19th Annual SCMR Scientific Sessions

  • Oral presentation
  • Open Access

Extracellular volume by CMR is associated with serum biomarkers of extracellular matrix turnover and inflammation in hypertensive heart disease

  • 1,
  • 2,
  • 1,
  • 1,
  • 3,
  • 2,
  • 4,
  • 1,
  • 1, 5 and
  • 1, 2
Journal of Cardiovascular Magnetic Resonance201618 (Suppl 1) :O103

https://doi.org/10.1186/1532-429X-18-S1-O103

  • Published:

Keywords

  • Cardiac Fibrosis
  • Fatty Acid Binding
  • Extracellular Volume
  • Hypertensive Heart Disease
  • Extracellular Matrix Remodel

Background

Cardiac biomarkers have become increasingly important in cardiovascular disease. With the ability to detect focal and diffuse myocardial fibrosis, CMR is an important imaging biomarker. Diffuse myocardial fibrosis, reflected by increased extracellular volume (ECV), may underlie increased cardiovascular risk. ECV could provide a novel tool to evaluate the association myocardial-specific fibrosis and serum biomarkers. We hypothesized that ECV would correlate with known cardiovascular serum biomarkers in hypertensive heart disease.

Methods

Patients with a history of hypertension with or without LVH by any non-invasive imaging modality and healthy volunteers (18 HTN, 13 HTN-LVH, and 13 controls) underwent CMR on a Siemens 1.5T Avanto and blood samples were obtained for biomarker analysis.

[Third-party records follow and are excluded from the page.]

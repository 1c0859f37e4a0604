//! Per-adapter circuit breaker, adapted from the teacher's
//! `services/adapters/src/circuit_breaker.rs`. Spec §4.8 asks for a simpler
//! single-trial HalfOpen than the teacher's `success_threshold`-gated version, so
//! that parameter is dropped in favor of "one success closes, one failure reopens."

use std::sync::atomic::{AtomicBool, AtomicU32, AtomicU64, Ordering};
use std::sync::{Arc, RwLock};
use std::time::{Duration, Instant};

use serde::{Deserialize, Serialize};

#[derive(Debug, Clone, Copy, PartialEq, Eq, Serialize, Deserialize)]
pub enum CircuitState {
    Closed,
    Open,
    HalfOpen,
}

#[derive(Debug, Clone)]
pub struct CircuitBreakerConfig {
    pub failure_threshold: u32,
    pub cooldown: Duration,
}

impl Default for CircuitBreakerConfig {
    fn default() -> Self {
        Self {
            failure_threshold: 5,
            cooldown: Duration::from_secs(30),
        }
    }
}

/// Failure accounting for one adapter (spec §4.8, §8 invariant 4: no observation
/// escapes to the aggregator while Open).
pub struct CircuitBreaker {
    name: String,
    config: CircuitBreakerConfig,
    state: RwLock<CircuitState>,
    failure_count: AtomicU32,
    open_until: RwLock<Option<Instant>>,
    total_requests: AtomicU64,
    total_failures: AtomicU64,
    trips: AtomicU64,
    /// Claimed by whichever `should_attempt` call first observes HalfOpen, so only
    /// one trial dispatch is admitted at a time (spec §4.8 "allow a single trial
    /// dispatch"); cleared again on `on_success`/`on_failure`/`reset`.
    half_open_trial_in_flight: AtomicBool,
}

impl CircuitBreaker {
    pub fn new(name: impl Into<String>, config: CircuitBreakerConfig) -> Self {
        Self {
            name: name.into(),
            config,
            state: RwLock::new(CircuitState::Closed),
            failure_count: AtomicU32::new(0),
            open_until: RwLock::new(None),
            total_requests: AtomicU64::new(0),
            total_failures: AtomicU64::new(0),
            trips: AtomicU64::new(0),
            half_open_trial_in_flight: AtomicBool::new(false),
        }
    }

    /// Whether dispatch through this adapter is currently permitted. Transitions
    /// Open -> HalfOpen when the cooldown has elapsed.
    pub fn should_attempt(&self) -> bool {
        let current = *self.state.read().unwrap();
        match current {
            CircuitState::Closed => true,
            CircuitState::HalfOpen => self
                .half_open_trial_in_flight
                .compare_exchange(false, true, Ordering::SeqCst, Ordering::SeqCst)
                .is_ok(),
            CircuitState::Open => {
                let ready = self
                    .open_until
                    .read()
                    .unwrap()
                    .map(|t| Instant::now() >= t)
                    .unwrap_or(false);
                if ready {
                    *self.state.write().unwrap() = CircuitState::HalfOpen;
                    self.half_open_trial_in_flight.store(true, Ordering::SeqCst);
                    tracing::debug!(adapter = %self.name, "circuit breaker: Open -> HalfOpen");
                    true
                } else {
                    false
                }
            }
        }
    }

    pub fn on_success(&self) {
        self.total_requests.fetch_add(1, Ordering::Relaxed);
        let mut state = self.state.write().unwrap();
        match *state {
            CircuitState::HalfOpen => {
                *state = CircuitState::Closed;
                self.failure_count.store(0, Ordering::Relaxed);
                self.half_open_trial_in_flight.store(false, Ordering::SeqCst);
                tracing::info!(adapter = %self.name, "circuit breaker: HalfOpen -> Closed");
            }
            CircuitState::Closed => {
                self.failure_count.store(0, Ordering::Relaxed);
            }
            CircuitState::Open => {}
        }
    }

    pub fn on_failure(&self) {
        self.total_requests.fetch_add(1, Ordering::Relaxed);
        self.total_failures.fetch_add(1, Ordering::Relaxed);
        let mut state = self.state.write().unwrap();
        match *state {
            CircuitState::HalfOpen => {
                self.trip(&mut state);
            }
            CircuitState::Closed => {
                let count = self.failure_count.fetch_add(1, Ordering::Relaxed) + 1;
                if count >= self.config.failure_threshold {
                    self.trip(&mut state);
                }
            }
            CircuitState::Open => {}
        }
    }

    fn trip(&self, state: &mut CircuitState) {
        *state = CircuitState::Open;
        *self.open_until.write().unwrap() = Some(Instant::now() + self.config.cooldown);
        self.half_open_trial_in_flight.store(false, Ordering::SeqCst);
        self.trips.fetch_add(1, Ordering::Relaxed);
        tracing::warn!(adapter = %self.name, "circuit breaker tripped: Open");
    }

    pub fn state(&self) -> CircuitState {
        *self.state.read().unwrap()
    }

    pub fn reset(&self) {
        *self.state.write().unwrap() = CircuitState::Closed;
        self.failure_count.store(0, Ordering::Relaxed);
        *self.open_until.write().unwrap() = None;
        self.half_open_trial_in_flight.store(false, Ordering::SeqCst);
    }

    pub fn trip_count(&self) -> u64 {
        self.trips.load(Ordering::Relaxed)
    }
}

pub type SharedCircuitBreaker = Arc<CircuitBreaker>;

#[cfg(test)]
mod tests {
    use super::*;

    #[test]
    fn opens_after_threshold_failures() {
        let cb = CircuitBreaker::new("coinbase", CircuitBreakerConfig::default());
        for _ in 0..5 {
            cb.on_failure();
        }
        assert_eq!(cb.state(), CircuitState::Open);
        assert!(!cb.should_attempt());
    }

    #[test]
    fn half_open_single_trial_success_closes() {
        let cb = CircuitBreaker::new(
            "kraken",
            CircuitBreakerConfig {
                failure_threshold: 1,
                cooldown: Duration::from_millis(0),
            },
        );
        cb.on_failure();
        assert_eq!(cb.state(), CircuitState::Open);
        assert!(cb.should_attempt());
        assert_eq!(cb.state(), CircuitState::HalfOpen);
        cb.on_success();
        assert_eq!(cb.state(), CircuitState::Closed);
    }

    #[test]
    fn half_open_failure_reopens() {
        let cb = CircuitBreaker::new(
            "okx",
            CircuitBreakerConfig {
                failure_threshold: 1,
                cooldown: Duration::from_millis(0),
            },
        );
        cb.on_failure();
        assert!(cb.should_attempt());
        cb.on_failure();
        assert_eq!(cb.state(), CircuitState::Open);
    }

    #[test]
    fn half_open_admits_only_one_concurrent_trial() {
        let cb = CircuitBreaker::new(
            "kraken",
            CircuitBreakerConfig {
                failure_threshold: 1,
                cooldown: Duration::from_millis(0),
            },
        );
        cb.on_failure();
        assert!(cb.should_attempt(), "first caller claims the trial");
        assert!(!cb.should_attempt(), "a second concurrent caller must not also dispatch");
        cb.on_success();
        assert_eq!(cb.state(), CircuitState::Closed);
        assert!(cb.should_attempt(), "trial slot is free again once resolved");
    }

    #[test]
    fn success_in_closed_resets_counter() {
        let cb = CircuitBreaker::new("binance", CircuitBreakerConfig::default());
        cb.on_failure();
        cb.on_failure();
        cb.on_success();
        for _ in 0..4 {
            cb.on_failure();
        }
        assert_eq!(cb.state(), CircuitState::Closed);
    }
}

T1 mapping was performed, using a previously validated modified Look-Locker inversion-recovery (MOLLI) pulse sequence, before 0.15 mmol/kg gadolinium DTPA (native T1) and at 10, 15, and 20 min post-contrast. Mean ECV and native T1 values were determined. Biomarkers were analyzed using the Proseek Multiplex CVD 96 × 96 (Olink Bioscience, Uppsala, Sweden). CMR parameters were compared with blood biomarkers via Pearson's correlation.

Results

Mean age was 57 ± 7, 64 ± 13, and 57 ± 12 for control, HTN, and HTN-LVH groups, respectively. LV mass index (LVMI) (g/m2) was 49.0 ± 6.8, 54.7 ± 10.6, and 82.8 ± 14.1* and ECV was 0.25 ± 0.02, 0.26 ± 0.03, 0.30 ± 0.03* (*p < 0.05 vs. controls and HTN) respectively. Matrix metalloproteinase 7 (MMP-7), C-X-C motif chemokine 1 (CXCL1), and fatty acid binding protein 4 (FABP4) had the highest correlation with ECV in all groups (r values: 0.46; 0.45; 0.44; respectively, p < 0.005 for all) (Fig 1 [CK1]). LVMI was highly correlated with T cell immunoglobulin and mucin domain (TIM-1) and MMP-7 as well (r values: 0.55; 0.46; respectively, p < 0.005 for all).
Figure 1
Figure 1

1st row: Box Plot of MMP-7, FABP4, and CXCL1 levels separated by group; 2nd row: Correlation of ECV and cardiac biomarkers.

Conclusions

Increased ECV, seen in patients with HTN-LVH, corresponds with diffuse fibrosis and may be due in large part to systemic inflammation and resulting alterations and remodeling of the extracellular matrix. MMP-7 is involved in extracellular matrix remodeling and is known to be upregulated in cardiac fibrosis and LVH. CXCL-1 and FABP4 also play a role in inflammation. Recent evidence suggests that FABP4 is involved in the integration of metabolic and inflammatory pathways and may play important roles in insulin resistance, atherosclerosis and diastolic dysfunction. The novel finding of the correlation with ECV with these markers suggests a link between altered metabolism and inflammation with cardiac fibrosis.

Authors’ Affiliations

(1)
Cardiology, University of Virginia, Charlottesville, VA, USA
(2)
Biomedical Engineering, University of Virginia, Charlottesville, VA, USA
(3)
Internal Medicine, University of Virginia, Charlottesville, VA, USA
(4)
CVMD Innovative Medicine Unit, AstraZeneca R&D, Molndal, Sweden
(5)
Radiology, University of Virginia, Charlottesville, VA, USA

Copyright

© Shaw et al. 2016

This article is published under license to BioMed Central Ltd. This is an Open Access article distributed under the terms of the Creative Commons Attribution License (http://creativecommons.org/licenses/by/4.0), which permits unrestricted use, distribution, and reproduction in any medium, provided the original work is properly cited. The Creative Commons Public Domain Dedication waiver (http://creativecommons.org/publicdomain/zero/1.0/) applies to the data made available in this article, unless otherwise stated.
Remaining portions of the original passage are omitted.